Dans les Aurès, il y a, certes, une poignée de personnes qui utilisent cette graphie. Mais ce ne sont, en fait, que des enseignants formés dans d'autres matières et qui se sont convertis pour enseigner tamazight. Ils n'ont suivi aucune formation linguistique et n'ont trouvé ainsi que ce moyen pour assurer les enseignements.
Aujourd'hui, beaucoup d'entre eux sont partis à la retraite. Ils sont remplacés au fur et à mesure par d'autres diplômés en tamazight et qui assurent aujourd'hui des enseignements en gréco-latin.
Personnellement, j'estime que la graphie latine universelle est le seul outil qui puisse réellement servir aujourd'hui tamazight. Puisque son système de transcription a été plusieurs fois aménagé et perfectionné par des spécialistes et des universitaires. N'oublions pas que cette graphie a une tradition vieille de deux siècles — le premier document sur le lexique chaoui a été rédigé par le docteur Shaw en 1735 —, ce qui explique cette riche bibliographie constituée aujourd'hui d'une centaine de dictionnaires et d'une multitude d'ouvrages de grammaire et de lexique, ainsi que des milliers de romans, de recueils de poésies et d'ouvrages de spécialité édités dans les différentes variantes de tamazight.
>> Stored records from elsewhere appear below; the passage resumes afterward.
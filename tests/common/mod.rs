//! Shared utilities for integration testing.

use std::collections::BTreeMap;
use std::net::SocketAddr;
use std::sync::atomic::{AtomicI64, AtomicU32, Ordering};
use std::sync::{Arc, Mutex};
use std::time::Duration;

use axum::extract::{Path, State};
use axum::http::StatusCode;
use axum::response::IntoResponse;
use axum::routing::get;
use axum::{Json, Router};
use serde_json::{json, Value};

/// In-process stand-in for one backend record service.
///
/// Implements the backend interface the gateway depends on: JSON CRUD over
/// one resource, a 404 on missing ids, exactly one required field enforced
/// at creation, and no cross-entity checks. Counts every call it receives
/// so tests can assert that no upstream traffic happened.
#[derive(Clone)]
pub struct MockBackend {
    resource: &'static str,
    required_field: &'static str,
    items: Arc<Mutex<BTreeMap<i64, Value>>>,
    next_id: Arc<AtomicI64>,
    calls: Arc<AtomicU32>,
}

impl MockBackend {
    pub fn new(resource: &'static str, required_field: &'static str) -> Self {
        Self {
            resource,
            required_field,
            items: Arc::new(Mutex::new(BTreeMap::new())),
            next_id: Arc::new(AtomicI64::new(1)),
            calls: Arc::new(AtomicU32::new(0)),
        }
    }

    /// Total requests this backend has served.
    pub fn call_count(&self) -> u32 {
        self.calls.load(Ordering::SeqCst)
    }

    /// Snapshot of one stored item.
    pub fn item(&self, id: i64) -> Option<Value> {
        self.items.lock().unwrap().get(&id).cloned()
    }

    fn router(&self) -> Router {
        let collection = format!("/{}", self.resource);
        let item = format!("/{}/{{id}}", self.resource);
        Router::new()
            .route(&collection, get(list).post(create))
            .route(&item, get(fetch).put(update).delete(remove))
            .with_state(self.clone())
    }
}

async fn list(State(backend): State<MockBackend>) -> Json<Value> {
    backend.calls.fetch_add(1, Ordering::SeqCst);
    let items: Vec<Value> = backend.items.lock().unwrap().values().cloned().collect();
    Json(Value::Array(items))
}

async fn create(
    State(backend): State<MockBackend>,
    Json(payload): Json<Value>,
) -> impl IntoResponse {
    backend.calls.fetch_add(1, Ordering::SeqCst);
    if payload.get(backend.required_field).map_or(true, Value::is_null) {
        return (
            StatusCode::UNPROCESSABLE_ENTITY,
            Json(json!({"detail": format!("{} is required", backend.required_field)})),
        );
    }
    let id = backend.next_id.fetch_add(1, Ordering::SeqCst);
    let mut stored = payload;
    stored["id"] = json!(id);
    backend.items.lock().unwrap().insert(id, stored.clone());
    (StatusCode::OK, Json(stored))
}

async fn fetch(State(backend): State<MockBackend>, Path(id): Path<i64>) -> impl IntoResponse {
    backend.calls.fetch_add(1, Ordering::SeqCst);
    match backend.items.lock().unwrap().get(&id) {
        Some(item) => (StatusCode::OK, Json(item.clone())),
        None => (StatusCode::NOT_FOUND, Json(json!({"detail": "Not found"}))),
    }
}

async fn update(
    State(backend): State<MockBackend>,
    Path(id): Path<i64>,
    Json(payload): Json<Value>,
) -> impl IntoResponse {
    backend.calls.fetch_add(1, Ordering::SeqCst);
    let mut items = backend.items.lock().unwrap();
    if !items.contains_key(&id) {
        return (StatusCode::NOT_FOUND, Json(json!({"detail": "Not found"})));
    }
    // Full replacement of all mutable fields.
    let mut stored = payload;
    stored["id"] = json!(id);
    items.insert(id, stored.clone());
    (StatusCode::OK, Json(stored))
}

async fn remove(State(backend): State<MockBackend>, Path(id): Path<i64>) -> impl IntoResponse {
    backend.calls.fetch_add(1, Ordering::SeqCst);
    match backend.items.lock().unwrap().remove(&id) {
        Some(_) => (StatusCode::OK, Json(json!({"message": "deleted"}))),
        None => (StatusCode::NOT_FOUND, Json(json!({"detail": "Not found"}))),
    }
}

/// Start a mock backend on an ephemeral port; returns its handle and base URL.
pub async fn start_backend(resource: &'static str, required_field: &'static str) -> (MockBackend, String) {
    let backend = MockBackend::new(resource, required_field);
    let listener = tokio::net::TcpListener::bind("127.0.0.1:0").await.unwrap();
    let addr = listener.local_addr().unwrap();
    let router = backend.router();
    tokio::spawn(async move {
        let _ = axum::serve(listener, router).await;
    });
    (backend, format!("http://{addr}"))
}

/// Start a backend that sleeps before answering every request.
#[allow(dead_code)]
pub async fn start_slow_backend(delay: Duration) -> String {
    let listener = tokio::net::TcpListener::bind("127.0.0.1:0").await.unwrap();
    let addr = listener.local_addr().unwrap();
    let router = Router::new().fallback(move || async move {
        tokio::time::sleep(delay).await;
        Json(json!([]))
    });
    tokio::spawn(async move {
        let _ = axum::serve(listener, router).await;
    });
    format!("http://{addr}")
}

/// Wait until a TCP endpoint accepts connections.
#[allow(dead_code)]
pub async fn wait_ready(addr: SocketAddr) {
    for _ in 0..50 {
        if tokio::net::TcpStream::connect(addr).await.is_ok() {
            return;
        }
        tokio::time::sleep(Duration::from_millis(10)).await;
    }
    panic!("endpoint {addr} never became ready");
}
Mais au-delà de toute cette richesse, tous les départements de tamazight en Algérie forment, depuis plus de vingt ans, en gréco-latin. Des milliers de mémoires, de thèses et d'autres publications sont ainsi rédigés en cette graphie.
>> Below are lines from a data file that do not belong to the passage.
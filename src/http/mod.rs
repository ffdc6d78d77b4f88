//! HTTP gateway subsystem.
//!
//! # Data Flow
//! ```text
//! Inbound request
//!     → server.rs (Axum setup, timeout, request ID, trace, metrics)
//!     → handlers.rs (validate service name against the registry first,
//!                    then resolve → translate → forward → map response)
//!     → render.rs (HTML pages) or 303 redirect to the listing
//!     → error.rs (uniform error → status mapping)
//! ```

pub mod error;
pub mod handlers;
pub mod render;
pub mod request;
pub mod server;

pub use error::GatewayError;
pub use server::{AppState, GatewayServer};
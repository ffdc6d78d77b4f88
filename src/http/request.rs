//! Request ID middleware.
//!
//! # Responsibilities
//! - Generate a unique request ID (UUID v4) when the client did not send one
//! - Echo the ID on the response so callers can correlate
//!
//! # Design Decisions
//! - Request ID added as early as possible so it appears in all spans

use axum::body::Body;
use axum::http::{header::HeaderName, HeaderValue, Request};
use axum::middleware::Next;
use axum::response::Response;
use uuid::Uuid;

/// Header carrying the request correlation ID.
pub static X_REQUEST_ID: HeaderName = HeaderName::from_static("x-request-id");

/// Middleware: ensure every request and its response carry `x-request-id`.
pub async fn assign_request_id(mut request: Request<Body>, next: Next) -> Response {
    let id = request
        .headers()
        .get(&X_REQUEST_ID)
        .cloned()
        .unwrap_or_else(|| {
            // UUIDs are always valid header values.
            HeaderValue::from_str(&Uuid::new_v4().to_string())
                .unwrap_or_else(|_| HeaderValue::from_static("invalid"))
        });

    request.headers_mut().insert(&X_REQUEST_ID, id.clone());

    let mut response = next.run(request).await;
    response.headers_mut().insert(&X_REQUEST_ID, id);
    response
}
//! Task lifecycle states as reported by the agent backend.

use serde::{Deserialize, Serialize};
use std::fmt;

/// State of a task on the agent backend.
///
/// The backend reports states as plain strings. Values this client does not
/// recognize are carried through unchanged in [`TaskState::Other`] rather
/// than rejected, so a newer backend never breaks an older client.
#[derive(Debug, Clone, PartialEq, Eq, Hash, Serialize, Deserialize)]
#[serde(from = "String", into = "String")]
pub enum TaskState {
    /// Task accepted, agent still starting up.
    Starting,
    /// Agent actively working.
    Running,
    /// Task finished successfully.
    Completed,
    /// Task finished with an error.
    Failed,
    /// Task was stopped on request.
    Stopped,
    /// Any state string this client does not recognize.
    Other(String),
}

impl TaskState {
    /// Returns true if the task has reached a terminal state.
    pub fn is_terminal(&self) -> bool {
        matches!(self, Self::Completed | Self::Failed | Self::Stopped)
    }

    /// Returns true if the task is still in progress (not terminal).
    pub fn is_active(&self) -> bool {
        !self.is_terminal()
    }

    /// The wire representation of this state.
    pub fn as_str(&self) -> &str {
        match self {
            Self::Starting => "starting",
            Self::Running => "running",
            Self::Completed => "completed",
            Self::Failed => "failed",
            Self::Stopped => "stopped",
            Self::Other(s) => s,
        }
    }
}

impl Default for TaskState {
    fn default() -> Self {
        Self::Starting
    }
}

impl fmt::Display for TaskState {
    fn fmt(&self, f: &mut fmt::Formatter<'_>) -> fmt::Result {
        write!(f, "{}", self.as_str())
    }
}

impl From<String> for TaskState {
    fn from(s: String) -> Self {
        match s.as_str() {
            "starting" => Self::Starting,
            "running" => Self::Running,
            "completed" => Self::Completed,
            "failed" => Self::Failed,
            "stopped" => Self::Stopped,
            _ => Self::Other(s),
        }
    }
}

impl From<TaskState> for String {
    fn from(state: TaskState) -> Self {
        state.as_str().to_owned()
    }
}

#[cfg(test)]
mod tests {
    use super::*;

    #[test]
    fn test_known_states_round_trip() {
        let state: TaskState = serde_json::from_str("\"running\"").unwrap();
        assert_eq!(state, TaskState::Running);
        assert_eq!(serde_json::to_string(&state).unwrap(), "\"running\"");
    }

    #[test]
    fn test_unknown_state_passes_through() {
        let state: TaskState = serde_json::from_str("\"paused\"").unwrap();
        assert_eq!(state, TaskState::Other("paused".to_owned()));
        assert_eq!(serde_json::to_string(&state).unwrap(), "\"paused\"");
        assert!(state.is_active());
    }

    #[test]
    fn test_terminal_states() {
        assert!(TaskState::Completed.is_terminal());
        assert!(TaskState::Failed.is_terminal());
        assert!(TaskState::Stopped.is_terminal());
        assert!(TaskState::Starting.is_active());
        assert!(TaskState::Running.is_active());
    }
}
Est-il aujourd'hui raisonnable de faire abstraction de tout ce parcours et reprendre à zéro la transcription de notre langue ?
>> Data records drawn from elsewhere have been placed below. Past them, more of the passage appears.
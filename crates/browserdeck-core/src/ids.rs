//! Newtype wrapper for task identifiers to ensure type safety.

use serde::{Deserialize, Serialize};
use std::fmt;
use uuid::Uuid;

/// Opaque key correlating a submitted job with its channel endpoint and
/// status-fetch endpoint.
#[derive(Debug, Clone, PartialEq, Eq, Hash, Serialize, Deserialize)]
pub struct TaskId(String);

impl TaskId {
    /// Create a new TaskId from a string.
    pub fn new(id: impl Into<String>) -> Self {
        Self(id.into())
    }

    /// Generate a new random TaskId.
    pub fn generate() -> Self {
        Self(Uuid::new_v4().to_string())
    }

    /// Get the inner string reference.
    pub fn as_str(&self) -> &str {
        &self.0
    }

    /// Consume and return the inner string.
    pub fn into_inner(self) -> String {
        self.0
    }
}

impl fmt::Display for TaskId {
    fn fmt(&self, f: &mut fmt::Formatter<'_>) -> fmt::Result {
        write!(f, "{}", self.0)
    }
}

impl From<String> for TaskId {
    fn from(s: String) -> Self {
        Self(s)
    }
}

impl From<&str> for TaskId {
    fn from(s: &str) -> Self {
        Self(s.to_owned())
    }
}

#[cfg(test)]
mod tests {
    use super::*;

    #[test]
    fn test_task_id_generate() {
        let id1 = TaskId::generate();
        let id2 = TaskId::generate();
        assert_ne!(id1, id2);
    }

    #[test]
    fn test_id_display() {
        let id = TaskId::new("test-123");
        assert_eq!(format!("{}", id), "test-123");
    }
}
Dans les Aurès, des voix s'élèvent pour exiger l'utilisation d'un alphabet particulier. Vous qui êtes de la région, pourquoi, selon-vous, ce forcing à imposer une graphie qui ne fait pas, d'ailleurs, consensus au sein de la communauté universitaire et qui, en outre, n'est pas utilisée dans la formation des enseignants de tamazight ?
Ces voix ne font que dans la surenchère puisqu'elles n'émanent ni de spécialistes ni d'universitaires ayant fait une quelconque étude sur tamazight. Si vous revenez à leur passé, vous trouverez que ces personnes qui s'interfèrent aujourd'hui sur une question aussi académique que celle de la graphie, n'étaient que les pires détracteurs de tamazight et de la culture algérienne authentique.
Face aux avancées sur le terrain de tamazight, ces détracteurs, plutôt que de se repentir et se taire, prennent la fuite mais tentent désespérément, dans leur retraite, de polluer les eaux du fleuve de notre langue. Soulever ce faux problème de la graphie n'est qu'une façon, pour eux, de ruer dans les brancards pour empêcher le fleuve de continuer sereinement son cours de l'histoire.
Mais ce qui reste déplorable dans cette histoire de graphie c'est surtout l'attitude de certains qui, par compromission ou calcul, soutiennent mordicus que la normalisation d'une langue peut s'accommoder avec une quelconque transcription polygraphique. Tamazight est une langue nationale et sa normalisation doit être donc totale, puisqu'elle doit toucher tous les aspects de la langue, y compris celui de la graphie.
En tout état de cause, pour la communauté universitaire, il n'y a pas lieu de débattre de ce sujet, car la question a été bien tranchée par l'usage et la production, et ce, depuis longtemps.
De plus, c'est n'est pas aux hommes politiques, aux militants et encore moins aux parents d'élèves de décider du système de transcription de tamazight.